GIVEN DATA:
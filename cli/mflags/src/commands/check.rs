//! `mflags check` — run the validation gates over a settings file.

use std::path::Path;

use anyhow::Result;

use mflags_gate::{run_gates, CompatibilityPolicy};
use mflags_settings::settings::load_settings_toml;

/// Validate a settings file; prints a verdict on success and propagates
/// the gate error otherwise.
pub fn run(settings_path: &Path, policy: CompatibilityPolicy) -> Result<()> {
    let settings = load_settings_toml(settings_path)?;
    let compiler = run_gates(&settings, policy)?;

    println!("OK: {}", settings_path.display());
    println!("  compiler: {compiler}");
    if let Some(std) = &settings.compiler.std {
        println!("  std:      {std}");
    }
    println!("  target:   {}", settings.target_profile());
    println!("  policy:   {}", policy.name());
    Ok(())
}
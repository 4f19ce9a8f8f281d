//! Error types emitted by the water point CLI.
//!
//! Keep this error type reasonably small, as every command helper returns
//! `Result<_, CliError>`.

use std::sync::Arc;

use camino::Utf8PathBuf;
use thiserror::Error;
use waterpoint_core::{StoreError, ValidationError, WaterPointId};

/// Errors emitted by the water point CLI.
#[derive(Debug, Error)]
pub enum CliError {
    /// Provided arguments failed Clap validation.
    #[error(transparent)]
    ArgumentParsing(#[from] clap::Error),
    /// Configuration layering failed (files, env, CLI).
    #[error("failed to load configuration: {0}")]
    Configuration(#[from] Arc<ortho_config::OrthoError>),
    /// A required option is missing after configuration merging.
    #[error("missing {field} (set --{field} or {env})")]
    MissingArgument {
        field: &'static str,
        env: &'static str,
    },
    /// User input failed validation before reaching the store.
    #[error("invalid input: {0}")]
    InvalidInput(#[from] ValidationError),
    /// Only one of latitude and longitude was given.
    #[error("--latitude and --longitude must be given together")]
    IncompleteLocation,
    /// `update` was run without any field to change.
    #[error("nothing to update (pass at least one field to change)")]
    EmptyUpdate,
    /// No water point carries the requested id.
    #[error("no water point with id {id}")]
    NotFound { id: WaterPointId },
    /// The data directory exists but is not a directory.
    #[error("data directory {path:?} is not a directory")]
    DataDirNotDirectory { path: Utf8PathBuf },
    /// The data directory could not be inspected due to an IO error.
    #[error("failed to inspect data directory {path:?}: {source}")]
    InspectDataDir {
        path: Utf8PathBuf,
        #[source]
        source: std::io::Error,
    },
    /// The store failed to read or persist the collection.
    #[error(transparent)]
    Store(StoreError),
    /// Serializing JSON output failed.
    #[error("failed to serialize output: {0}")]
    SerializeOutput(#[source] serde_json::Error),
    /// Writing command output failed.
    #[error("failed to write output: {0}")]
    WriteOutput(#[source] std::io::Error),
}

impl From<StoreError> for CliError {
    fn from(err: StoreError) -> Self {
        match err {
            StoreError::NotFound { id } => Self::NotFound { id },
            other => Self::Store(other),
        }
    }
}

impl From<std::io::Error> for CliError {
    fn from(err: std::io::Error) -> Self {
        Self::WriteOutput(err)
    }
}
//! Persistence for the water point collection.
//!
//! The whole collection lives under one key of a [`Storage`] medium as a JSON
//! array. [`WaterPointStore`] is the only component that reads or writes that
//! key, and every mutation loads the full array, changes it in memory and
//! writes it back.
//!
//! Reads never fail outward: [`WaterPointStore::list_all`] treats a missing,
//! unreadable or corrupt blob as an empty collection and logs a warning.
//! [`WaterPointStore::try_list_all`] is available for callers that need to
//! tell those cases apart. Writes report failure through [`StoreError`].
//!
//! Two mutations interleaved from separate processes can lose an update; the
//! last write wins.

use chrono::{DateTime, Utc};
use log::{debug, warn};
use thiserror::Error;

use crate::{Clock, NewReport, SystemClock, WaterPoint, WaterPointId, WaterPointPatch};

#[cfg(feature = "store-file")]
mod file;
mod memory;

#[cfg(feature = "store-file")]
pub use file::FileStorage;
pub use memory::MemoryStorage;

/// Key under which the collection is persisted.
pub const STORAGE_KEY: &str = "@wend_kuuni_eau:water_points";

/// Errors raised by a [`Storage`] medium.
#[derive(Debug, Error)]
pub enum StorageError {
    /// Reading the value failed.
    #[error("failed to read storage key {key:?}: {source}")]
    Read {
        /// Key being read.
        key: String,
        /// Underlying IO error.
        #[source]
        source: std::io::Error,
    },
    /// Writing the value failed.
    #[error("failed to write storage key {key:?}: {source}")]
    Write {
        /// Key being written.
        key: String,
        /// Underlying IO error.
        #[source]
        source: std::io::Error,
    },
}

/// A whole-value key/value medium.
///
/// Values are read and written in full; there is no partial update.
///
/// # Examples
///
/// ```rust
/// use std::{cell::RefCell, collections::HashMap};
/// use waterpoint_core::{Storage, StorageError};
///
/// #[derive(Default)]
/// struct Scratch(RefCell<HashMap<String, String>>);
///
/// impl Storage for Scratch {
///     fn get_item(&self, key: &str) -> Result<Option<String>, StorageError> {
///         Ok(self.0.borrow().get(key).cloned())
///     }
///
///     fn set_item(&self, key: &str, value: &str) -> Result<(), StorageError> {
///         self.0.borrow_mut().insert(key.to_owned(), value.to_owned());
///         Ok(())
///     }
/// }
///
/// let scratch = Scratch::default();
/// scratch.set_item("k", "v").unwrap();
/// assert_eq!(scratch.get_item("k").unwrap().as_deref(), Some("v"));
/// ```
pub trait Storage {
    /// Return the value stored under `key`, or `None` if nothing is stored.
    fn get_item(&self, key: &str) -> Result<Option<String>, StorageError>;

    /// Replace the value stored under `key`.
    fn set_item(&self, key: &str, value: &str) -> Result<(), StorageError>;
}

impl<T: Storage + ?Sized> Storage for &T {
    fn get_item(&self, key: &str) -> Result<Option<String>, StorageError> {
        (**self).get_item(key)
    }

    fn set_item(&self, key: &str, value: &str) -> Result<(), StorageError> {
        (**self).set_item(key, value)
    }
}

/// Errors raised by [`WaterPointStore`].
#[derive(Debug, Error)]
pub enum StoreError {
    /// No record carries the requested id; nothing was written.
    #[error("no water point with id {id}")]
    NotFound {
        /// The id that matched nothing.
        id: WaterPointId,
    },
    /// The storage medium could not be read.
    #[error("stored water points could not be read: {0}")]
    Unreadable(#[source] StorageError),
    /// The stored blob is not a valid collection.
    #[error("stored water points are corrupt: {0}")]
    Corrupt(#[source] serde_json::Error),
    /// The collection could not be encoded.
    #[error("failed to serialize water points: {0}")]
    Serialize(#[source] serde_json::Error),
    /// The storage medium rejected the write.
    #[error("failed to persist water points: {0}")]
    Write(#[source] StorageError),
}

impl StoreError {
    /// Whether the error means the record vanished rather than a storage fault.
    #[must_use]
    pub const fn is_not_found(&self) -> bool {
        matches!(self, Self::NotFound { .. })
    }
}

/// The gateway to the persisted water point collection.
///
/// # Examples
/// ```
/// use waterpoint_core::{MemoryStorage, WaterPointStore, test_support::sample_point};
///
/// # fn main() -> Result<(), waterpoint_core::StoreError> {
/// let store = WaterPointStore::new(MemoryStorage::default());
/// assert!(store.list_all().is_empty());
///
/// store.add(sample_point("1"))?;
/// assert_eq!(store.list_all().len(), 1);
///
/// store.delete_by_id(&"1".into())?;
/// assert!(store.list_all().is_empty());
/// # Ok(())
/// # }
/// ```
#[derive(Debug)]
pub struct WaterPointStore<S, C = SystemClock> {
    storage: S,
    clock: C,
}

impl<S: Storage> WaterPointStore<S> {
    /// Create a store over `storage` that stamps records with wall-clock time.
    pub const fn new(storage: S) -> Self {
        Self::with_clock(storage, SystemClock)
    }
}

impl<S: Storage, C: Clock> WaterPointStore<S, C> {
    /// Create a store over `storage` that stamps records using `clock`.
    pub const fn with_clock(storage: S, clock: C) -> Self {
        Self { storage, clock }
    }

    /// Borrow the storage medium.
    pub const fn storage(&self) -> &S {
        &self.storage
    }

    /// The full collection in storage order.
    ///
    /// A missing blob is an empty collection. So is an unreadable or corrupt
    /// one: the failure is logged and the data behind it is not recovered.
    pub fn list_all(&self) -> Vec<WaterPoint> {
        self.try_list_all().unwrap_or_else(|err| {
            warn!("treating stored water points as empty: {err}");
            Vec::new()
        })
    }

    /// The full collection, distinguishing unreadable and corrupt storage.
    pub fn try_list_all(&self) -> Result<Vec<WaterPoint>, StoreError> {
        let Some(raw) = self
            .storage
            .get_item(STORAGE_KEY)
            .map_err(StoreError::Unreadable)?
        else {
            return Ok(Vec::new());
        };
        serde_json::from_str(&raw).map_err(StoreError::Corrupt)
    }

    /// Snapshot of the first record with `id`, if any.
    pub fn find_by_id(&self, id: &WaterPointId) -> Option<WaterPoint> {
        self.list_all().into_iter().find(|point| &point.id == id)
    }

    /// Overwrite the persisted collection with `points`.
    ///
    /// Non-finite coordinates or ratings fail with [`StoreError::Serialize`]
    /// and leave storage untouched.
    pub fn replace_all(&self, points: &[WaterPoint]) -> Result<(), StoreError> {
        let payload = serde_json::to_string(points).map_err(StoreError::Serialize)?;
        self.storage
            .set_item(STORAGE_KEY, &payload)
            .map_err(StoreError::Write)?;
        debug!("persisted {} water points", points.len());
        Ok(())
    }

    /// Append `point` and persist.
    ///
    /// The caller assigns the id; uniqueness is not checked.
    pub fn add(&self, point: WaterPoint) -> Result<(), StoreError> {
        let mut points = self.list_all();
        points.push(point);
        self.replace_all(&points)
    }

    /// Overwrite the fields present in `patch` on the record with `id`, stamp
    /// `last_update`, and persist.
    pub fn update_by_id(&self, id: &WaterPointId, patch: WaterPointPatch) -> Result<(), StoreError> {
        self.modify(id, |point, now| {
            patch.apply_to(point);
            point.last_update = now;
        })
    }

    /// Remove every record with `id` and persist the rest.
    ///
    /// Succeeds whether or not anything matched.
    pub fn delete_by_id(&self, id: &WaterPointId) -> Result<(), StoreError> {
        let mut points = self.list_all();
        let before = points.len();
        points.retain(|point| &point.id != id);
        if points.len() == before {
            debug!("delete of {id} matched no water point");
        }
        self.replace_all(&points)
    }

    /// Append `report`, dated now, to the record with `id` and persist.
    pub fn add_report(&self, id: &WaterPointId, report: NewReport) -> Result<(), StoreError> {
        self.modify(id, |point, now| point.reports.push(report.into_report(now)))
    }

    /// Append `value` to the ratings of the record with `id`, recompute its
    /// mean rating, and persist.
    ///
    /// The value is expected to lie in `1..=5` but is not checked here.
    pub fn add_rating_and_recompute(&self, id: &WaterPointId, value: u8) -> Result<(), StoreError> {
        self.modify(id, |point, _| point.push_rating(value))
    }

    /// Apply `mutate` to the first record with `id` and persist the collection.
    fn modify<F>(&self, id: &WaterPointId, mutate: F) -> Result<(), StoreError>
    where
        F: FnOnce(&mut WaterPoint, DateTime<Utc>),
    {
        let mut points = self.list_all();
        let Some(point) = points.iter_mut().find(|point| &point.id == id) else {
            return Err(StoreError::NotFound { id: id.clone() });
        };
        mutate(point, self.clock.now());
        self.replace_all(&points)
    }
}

EXERCISE PROMPT: Would you filter the entries above and keep each line that has the word "Writing"?

WRITTEN ANSWER:
    /// Writing command output failed.
    /// Writing the value failed.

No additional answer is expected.